Problem description:
Extract all lines that hold "TimeSource" from the records below.

Excerpts from a dataset:
____________________
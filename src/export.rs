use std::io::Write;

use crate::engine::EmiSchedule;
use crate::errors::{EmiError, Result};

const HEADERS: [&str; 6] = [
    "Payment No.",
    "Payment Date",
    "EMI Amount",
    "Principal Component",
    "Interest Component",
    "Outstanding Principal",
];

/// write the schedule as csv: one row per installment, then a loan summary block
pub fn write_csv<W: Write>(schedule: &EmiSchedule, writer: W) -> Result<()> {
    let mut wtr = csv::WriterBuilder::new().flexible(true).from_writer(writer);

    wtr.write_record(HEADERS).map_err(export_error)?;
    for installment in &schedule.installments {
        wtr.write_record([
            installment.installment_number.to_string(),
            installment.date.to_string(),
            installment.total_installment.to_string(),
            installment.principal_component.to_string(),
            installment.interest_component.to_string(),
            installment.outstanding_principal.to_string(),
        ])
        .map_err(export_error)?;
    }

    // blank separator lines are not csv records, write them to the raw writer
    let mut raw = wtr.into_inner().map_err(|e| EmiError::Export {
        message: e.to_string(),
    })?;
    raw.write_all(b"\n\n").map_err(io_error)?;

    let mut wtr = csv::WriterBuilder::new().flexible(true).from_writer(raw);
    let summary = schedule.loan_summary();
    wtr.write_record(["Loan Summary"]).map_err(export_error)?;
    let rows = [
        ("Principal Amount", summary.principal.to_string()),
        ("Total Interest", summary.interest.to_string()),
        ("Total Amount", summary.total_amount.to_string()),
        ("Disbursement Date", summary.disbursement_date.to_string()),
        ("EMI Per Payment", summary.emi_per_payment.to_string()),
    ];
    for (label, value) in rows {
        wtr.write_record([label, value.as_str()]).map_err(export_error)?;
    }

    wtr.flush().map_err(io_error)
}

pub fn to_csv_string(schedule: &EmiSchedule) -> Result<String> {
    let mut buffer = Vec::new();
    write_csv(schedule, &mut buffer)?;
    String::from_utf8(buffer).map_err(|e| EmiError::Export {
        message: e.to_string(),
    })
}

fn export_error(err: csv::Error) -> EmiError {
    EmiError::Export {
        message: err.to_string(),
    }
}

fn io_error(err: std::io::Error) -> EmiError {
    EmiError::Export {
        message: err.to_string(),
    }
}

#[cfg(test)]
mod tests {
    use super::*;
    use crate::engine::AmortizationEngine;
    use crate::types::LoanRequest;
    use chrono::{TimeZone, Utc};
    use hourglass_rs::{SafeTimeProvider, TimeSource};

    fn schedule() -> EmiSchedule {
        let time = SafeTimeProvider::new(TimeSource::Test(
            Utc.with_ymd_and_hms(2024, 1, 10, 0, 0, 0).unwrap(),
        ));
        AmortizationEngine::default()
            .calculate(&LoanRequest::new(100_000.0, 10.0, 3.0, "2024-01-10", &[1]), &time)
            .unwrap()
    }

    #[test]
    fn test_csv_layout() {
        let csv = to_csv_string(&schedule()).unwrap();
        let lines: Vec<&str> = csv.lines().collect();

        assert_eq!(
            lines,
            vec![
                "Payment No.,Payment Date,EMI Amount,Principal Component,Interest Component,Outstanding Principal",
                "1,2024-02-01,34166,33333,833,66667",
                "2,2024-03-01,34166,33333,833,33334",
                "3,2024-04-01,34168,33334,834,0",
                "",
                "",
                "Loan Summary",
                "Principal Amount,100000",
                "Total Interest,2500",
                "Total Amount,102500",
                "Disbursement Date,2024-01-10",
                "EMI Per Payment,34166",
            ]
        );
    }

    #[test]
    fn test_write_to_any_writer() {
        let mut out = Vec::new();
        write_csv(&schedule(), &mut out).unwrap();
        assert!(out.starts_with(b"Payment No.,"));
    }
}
____________________
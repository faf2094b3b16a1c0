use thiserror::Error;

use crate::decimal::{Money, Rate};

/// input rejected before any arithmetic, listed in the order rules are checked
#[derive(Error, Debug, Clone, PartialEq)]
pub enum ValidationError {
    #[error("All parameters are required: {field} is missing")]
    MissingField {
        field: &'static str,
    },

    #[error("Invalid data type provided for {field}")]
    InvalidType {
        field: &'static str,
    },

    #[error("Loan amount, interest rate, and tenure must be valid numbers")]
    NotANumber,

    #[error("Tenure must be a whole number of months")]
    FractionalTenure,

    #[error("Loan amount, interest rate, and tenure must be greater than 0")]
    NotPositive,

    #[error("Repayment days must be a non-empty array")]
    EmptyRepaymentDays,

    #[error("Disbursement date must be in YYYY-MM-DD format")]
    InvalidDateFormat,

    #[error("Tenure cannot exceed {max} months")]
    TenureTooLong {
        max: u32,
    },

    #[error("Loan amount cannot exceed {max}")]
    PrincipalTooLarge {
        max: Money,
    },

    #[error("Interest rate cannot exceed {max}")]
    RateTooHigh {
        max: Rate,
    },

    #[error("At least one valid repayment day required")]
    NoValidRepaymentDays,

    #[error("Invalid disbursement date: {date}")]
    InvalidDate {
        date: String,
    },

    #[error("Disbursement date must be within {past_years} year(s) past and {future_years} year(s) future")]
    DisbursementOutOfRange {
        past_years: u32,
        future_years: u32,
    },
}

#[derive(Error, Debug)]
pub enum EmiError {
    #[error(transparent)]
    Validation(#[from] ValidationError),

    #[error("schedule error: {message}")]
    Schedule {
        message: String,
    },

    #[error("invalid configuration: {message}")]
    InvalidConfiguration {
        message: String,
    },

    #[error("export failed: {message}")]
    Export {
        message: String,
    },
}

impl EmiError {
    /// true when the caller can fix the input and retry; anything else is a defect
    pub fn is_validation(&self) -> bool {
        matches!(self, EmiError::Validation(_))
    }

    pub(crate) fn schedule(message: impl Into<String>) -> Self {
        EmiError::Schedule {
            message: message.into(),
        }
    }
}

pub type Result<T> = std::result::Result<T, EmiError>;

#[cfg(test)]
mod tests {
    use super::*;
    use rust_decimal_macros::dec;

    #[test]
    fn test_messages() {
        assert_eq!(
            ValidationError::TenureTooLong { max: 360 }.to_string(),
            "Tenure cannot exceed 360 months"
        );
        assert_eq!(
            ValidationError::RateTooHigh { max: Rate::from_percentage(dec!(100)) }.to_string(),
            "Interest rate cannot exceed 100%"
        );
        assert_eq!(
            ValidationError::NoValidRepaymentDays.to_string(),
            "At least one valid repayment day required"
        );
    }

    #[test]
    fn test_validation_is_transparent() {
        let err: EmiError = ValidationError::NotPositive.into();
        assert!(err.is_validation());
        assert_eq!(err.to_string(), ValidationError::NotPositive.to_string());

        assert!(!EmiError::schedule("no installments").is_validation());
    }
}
____________________
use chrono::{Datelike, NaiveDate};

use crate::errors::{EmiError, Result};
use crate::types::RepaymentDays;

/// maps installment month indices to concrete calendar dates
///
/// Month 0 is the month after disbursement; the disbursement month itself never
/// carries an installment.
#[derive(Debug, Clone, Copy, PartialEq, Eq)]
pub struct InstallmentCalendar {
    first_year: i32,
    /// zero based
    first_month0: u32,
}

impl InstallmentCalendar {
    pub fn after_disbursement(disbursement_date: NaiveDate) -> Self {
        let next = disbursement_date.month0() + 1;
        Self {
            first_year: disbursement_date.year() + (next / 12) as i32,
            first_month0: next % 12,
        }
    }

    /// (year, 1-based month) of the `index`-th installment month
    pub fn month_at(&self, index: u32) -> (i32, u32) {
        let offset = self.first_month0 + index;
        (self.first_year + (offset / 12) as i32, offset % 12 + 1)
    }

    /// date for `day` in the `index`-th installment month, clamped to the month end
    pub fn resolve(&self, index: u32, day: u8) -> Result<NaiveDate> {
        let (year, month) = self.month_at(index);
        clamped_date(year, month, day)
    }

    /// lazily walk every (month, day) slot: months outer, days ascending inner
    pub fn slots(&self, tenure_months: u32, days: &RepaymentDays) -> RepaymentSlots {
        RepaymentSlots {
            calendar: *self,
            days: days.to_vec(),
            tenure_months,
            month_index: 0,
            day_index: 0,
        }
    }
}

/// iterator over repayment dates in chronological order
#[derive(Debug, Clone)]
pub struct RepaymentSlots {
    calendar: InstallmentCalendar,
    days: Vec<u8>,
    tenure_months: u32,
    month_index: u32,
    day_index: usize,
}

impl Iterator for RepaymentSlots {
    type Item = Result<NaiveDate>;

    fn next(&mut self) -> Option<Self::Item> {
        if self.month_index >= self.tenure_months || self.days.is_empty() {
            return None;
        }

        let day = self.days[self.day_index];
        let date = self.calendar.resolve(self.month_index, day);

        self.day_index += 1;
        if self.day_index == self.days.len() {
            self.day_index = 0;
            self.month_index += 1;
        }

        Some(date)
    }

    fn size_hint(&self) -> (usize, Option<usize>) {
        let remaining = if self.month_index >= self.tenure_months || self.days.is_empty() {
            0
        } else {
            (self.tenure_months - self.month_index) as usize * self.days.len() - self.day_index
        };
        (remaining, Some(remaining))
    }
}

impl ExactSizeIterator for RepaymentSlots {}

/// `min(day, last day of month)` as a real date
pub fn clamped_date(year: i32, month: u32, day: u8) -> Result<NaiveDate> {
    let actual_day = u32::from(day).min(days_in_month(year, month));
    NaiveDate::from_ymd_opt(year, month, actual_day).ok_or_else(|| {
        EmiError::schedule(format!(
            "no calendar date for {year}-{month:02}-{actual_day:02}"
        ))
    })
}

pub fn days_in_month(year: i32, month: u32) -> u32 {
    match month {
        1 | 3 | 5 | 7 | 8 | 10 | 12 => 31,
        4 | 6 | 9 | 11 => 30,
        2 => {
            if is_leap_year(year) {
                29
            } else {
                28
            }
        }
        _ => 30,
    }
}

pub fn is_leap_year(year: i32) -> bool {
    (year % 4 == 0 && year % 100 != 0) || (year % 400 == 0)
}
____________________
Task output:
    use hourglass_rs::{SafeTimeProvider, TimeSource};
        let time = SafeTimeProvider::new(TimeSource::Test(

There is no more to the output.